BEGIN

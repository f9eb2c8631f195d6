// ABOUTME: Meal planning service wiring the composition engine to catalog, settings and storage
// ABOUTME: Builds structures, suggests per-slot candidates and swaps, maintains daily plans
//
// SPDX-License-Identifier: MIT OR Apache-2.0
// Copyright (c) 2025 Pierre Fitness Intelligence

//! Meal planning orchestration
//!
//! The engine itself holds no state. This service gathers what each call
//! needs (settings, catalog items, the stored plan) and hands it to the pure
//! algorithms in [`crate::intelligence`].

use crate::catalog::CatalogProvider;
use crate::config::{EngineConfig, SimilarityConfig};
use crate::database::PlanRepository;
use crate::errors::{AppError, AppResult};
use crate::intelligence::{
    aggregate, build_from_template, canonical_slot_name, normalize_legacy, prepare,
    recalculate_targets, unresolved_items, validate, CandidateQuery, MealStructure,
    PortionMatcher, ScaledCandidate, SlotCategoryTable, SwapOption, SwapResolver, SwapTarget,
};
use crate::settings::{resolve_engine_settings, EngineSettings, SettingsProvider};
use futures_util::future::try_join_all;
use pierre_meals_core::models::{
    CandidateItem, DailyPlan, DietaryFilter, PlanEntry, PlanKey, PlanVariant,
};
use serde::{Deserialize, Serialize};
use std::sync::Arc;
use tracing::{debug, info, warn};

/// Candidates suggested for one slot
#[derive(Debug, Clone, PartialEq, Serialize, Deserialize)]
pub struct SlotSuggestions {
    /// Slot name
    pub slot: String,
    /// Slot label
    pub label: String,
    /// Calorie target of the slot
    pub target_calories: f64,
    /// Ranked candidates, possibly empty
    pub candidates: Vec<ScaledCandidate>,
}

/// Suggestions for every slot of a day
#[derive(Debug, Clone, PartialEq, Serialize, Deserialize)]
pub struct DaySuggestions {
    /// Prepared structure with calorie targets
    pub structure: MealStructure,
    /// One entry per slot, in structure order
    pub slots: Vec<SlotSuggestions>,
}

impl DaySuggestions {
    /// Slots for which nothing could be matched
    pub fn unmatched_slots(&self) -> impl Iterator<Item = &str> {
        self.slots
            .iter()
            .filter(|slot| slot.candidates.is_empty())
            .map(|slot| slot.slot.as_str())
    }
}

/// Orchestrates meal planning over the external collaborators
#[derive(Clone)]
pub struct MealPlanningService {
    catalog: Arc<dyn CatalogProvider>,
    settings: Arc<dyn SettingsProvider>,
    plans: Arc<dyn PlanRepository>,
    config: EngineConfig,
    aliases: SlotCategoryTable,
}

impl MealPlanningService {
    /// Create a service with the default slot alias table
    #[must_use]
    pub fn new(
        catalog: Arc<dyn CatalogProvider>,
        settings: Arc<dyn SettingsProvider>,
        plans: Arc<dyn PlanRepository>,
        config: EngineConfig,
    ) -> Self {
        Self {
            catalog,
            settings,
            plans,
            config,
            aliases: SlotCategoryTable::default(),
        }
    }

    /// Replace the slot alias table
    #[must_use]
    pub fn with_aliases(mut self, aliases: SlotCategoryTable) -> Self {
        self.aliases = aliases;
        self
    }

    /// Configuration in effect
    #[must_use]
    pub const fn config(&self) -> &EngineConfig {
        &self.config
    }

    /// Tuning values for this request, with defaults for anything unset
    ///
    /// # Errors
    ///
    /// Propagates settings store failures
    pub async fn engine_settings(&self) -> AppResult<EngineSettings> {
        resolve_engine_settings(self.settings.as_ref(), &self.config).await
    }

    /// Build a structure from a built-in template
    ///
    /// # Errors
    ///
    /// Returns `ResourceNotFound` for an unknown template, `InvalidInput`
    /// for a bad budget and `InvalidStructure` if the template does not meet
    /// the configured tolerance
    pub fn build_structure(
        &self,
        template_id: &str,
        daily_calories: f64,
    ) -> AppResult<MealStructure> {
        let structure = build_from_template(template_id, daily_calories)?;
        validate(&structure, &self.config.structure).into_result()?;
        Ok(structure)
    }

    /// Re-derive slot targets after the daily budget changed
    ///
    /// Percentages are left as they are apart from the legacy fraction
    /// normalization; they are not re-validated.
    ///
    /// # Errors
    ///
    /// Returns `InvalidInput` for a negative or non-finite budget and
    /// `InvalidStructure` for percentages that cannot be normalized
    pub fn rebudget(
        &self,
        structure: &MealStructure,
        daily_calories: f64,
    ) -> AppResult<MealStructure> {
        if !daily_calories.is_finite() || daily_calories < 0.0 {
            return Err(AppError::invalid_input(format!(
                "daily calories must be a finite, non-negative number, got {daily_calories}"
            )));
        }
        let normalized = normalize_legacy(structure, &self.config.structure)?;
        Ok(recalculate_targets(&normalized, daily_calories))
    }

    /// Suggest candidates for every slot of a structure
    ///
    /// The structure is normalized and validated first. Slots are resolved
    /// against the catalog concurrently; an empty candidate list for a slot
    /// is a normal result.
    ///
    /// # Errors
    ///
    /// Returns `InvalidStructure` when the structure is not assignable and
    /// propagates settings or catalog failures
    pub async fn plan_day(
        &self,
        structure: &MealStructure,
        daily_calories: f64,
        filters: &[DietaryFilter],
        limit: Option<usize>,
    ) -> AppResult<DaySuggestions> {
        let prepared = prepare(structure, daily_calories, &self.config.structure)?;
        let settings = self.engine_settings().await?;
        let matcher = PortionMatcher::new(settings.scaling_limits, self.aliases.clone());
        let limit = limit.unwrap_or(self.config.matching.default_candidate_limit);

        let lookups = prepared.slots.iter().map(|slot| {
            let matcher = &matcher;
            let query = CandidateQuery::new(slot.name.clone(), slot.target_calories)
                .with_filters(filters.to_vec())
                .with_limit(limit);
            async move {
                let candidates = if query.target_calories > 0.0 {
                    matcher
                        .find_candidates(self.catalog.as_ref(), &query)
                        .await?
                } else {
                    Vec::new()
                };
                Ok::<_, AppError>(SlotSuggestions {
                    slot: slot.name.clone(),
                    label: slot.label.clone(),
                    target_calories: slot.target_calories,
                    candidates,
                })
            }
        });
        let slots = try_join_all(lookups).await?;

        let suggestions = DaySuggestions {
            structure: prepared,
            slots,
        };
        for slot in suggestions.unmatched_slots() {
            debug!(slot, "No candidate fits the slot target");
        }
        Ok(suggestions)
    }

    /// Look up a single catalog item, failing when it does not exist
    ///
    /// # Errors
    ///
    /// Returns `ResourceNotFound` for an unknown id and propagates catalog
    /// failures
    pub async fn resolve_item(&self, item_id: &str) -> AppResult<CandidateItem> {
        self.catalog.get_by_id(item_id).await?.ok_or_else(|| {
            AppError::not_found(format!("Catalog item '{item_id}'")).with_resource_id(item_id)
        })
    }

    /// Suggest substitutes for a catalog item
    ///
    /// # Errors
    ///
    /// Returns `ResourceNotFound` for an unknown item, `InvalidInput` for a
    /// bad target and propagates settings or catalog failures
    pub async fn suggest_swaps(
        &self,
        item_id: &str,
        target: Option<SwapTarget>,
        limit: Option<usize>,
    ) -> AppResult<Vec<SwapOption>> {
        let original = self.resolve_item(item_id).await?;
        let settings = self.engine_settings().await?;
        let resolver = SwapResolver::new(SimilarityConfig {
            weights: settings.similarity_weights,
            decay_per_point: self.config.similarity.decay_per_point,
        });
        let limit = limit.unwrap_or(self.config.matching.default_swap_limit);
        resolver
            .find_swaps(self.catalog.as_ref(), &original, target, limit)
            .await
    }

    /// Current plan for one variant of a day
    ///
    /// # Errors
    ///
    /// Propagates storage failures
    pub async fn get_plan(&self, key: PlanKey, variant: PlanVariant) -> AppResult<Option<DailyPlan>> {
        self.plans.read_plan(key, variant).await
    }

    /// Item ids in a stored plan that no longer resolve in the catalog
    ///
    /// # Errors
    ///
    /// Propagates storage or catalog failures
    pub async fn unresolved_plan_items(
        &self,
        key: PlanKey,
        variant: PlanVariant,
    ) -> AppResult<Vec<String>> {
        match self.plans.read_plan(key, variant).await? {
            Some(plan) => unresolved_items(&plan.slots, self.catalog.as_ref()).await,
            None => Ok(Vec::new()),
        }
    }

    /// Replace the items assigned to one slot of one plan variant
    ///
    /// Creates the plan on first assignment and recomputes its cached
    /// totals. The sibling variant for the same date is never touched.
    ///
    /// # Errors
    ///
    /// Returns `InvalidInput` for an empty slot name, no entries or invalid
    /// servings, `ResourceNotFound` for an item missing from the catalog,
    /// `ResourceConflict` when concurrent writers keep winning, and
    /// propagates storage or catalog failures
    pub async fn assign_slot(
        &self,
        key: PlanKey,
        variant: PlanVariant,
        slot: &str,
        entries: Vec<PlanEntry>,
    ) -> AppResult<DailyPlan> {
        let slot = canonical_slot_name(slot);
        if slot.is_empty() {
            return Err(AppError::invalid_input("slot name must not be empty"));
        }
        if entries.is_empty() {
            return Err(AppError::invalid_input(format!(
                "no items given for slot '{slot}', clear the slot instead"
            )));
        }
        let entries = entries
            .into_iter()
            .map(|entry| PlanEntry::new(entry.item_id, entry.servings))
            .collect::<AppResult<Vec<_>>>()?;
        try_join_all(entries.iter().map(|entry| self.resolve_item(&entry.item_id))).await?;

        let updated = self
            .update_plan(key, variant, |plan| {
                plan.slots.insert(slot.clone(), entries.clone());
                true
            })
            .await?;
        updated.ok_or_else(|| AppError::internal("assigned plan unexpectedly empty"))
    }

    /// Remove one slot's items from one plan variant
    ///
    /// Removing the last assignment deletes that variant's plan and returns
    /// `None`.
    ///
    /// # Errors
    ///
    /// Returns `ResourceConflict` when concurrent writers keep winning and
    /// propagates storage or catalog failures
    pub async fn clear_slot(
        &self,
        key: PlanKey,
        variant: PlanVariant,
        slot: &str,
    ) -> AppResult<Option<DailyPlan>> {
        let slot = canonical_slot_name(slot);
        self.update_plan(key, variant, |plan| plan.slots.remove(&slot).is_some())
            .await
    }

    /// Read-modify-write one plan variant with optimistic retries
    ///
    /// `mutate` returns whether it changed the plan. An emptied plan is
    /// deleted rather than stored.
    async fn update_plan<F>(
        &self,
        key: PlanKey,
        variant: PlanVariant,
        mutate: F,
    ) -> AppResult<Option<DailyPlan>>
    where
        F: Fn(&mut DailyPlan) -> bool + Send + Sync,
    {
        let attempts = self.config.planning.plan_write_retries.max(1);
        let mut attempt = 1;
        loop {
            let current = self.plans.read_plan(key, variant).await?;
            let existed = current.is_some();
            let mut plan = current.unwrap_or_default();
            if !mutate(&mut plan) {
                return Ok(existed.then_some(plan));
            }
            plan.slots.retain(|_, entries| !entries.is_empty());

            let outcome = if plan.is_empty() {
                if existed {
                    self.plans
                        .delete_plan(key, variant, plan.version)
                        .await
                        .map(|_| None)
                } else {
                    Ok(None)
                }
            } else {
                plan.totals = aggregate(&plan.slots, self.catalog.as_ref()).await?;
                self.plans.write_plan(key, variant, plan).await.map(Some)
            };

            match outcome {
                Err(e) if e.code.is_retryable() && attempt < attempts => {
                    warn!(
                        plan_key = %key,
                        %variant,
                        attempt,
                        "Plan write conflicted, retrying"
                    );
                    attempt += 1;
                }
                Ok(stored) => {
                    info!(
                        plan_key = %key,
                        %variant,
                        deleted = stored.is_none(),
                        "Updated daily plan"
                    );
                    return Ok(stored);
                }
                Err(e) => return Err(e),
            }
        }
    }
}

END

* Your goal:
What is the number of lines in the records that contain "CandidateItem"? Give that number only.

* Answer space:
2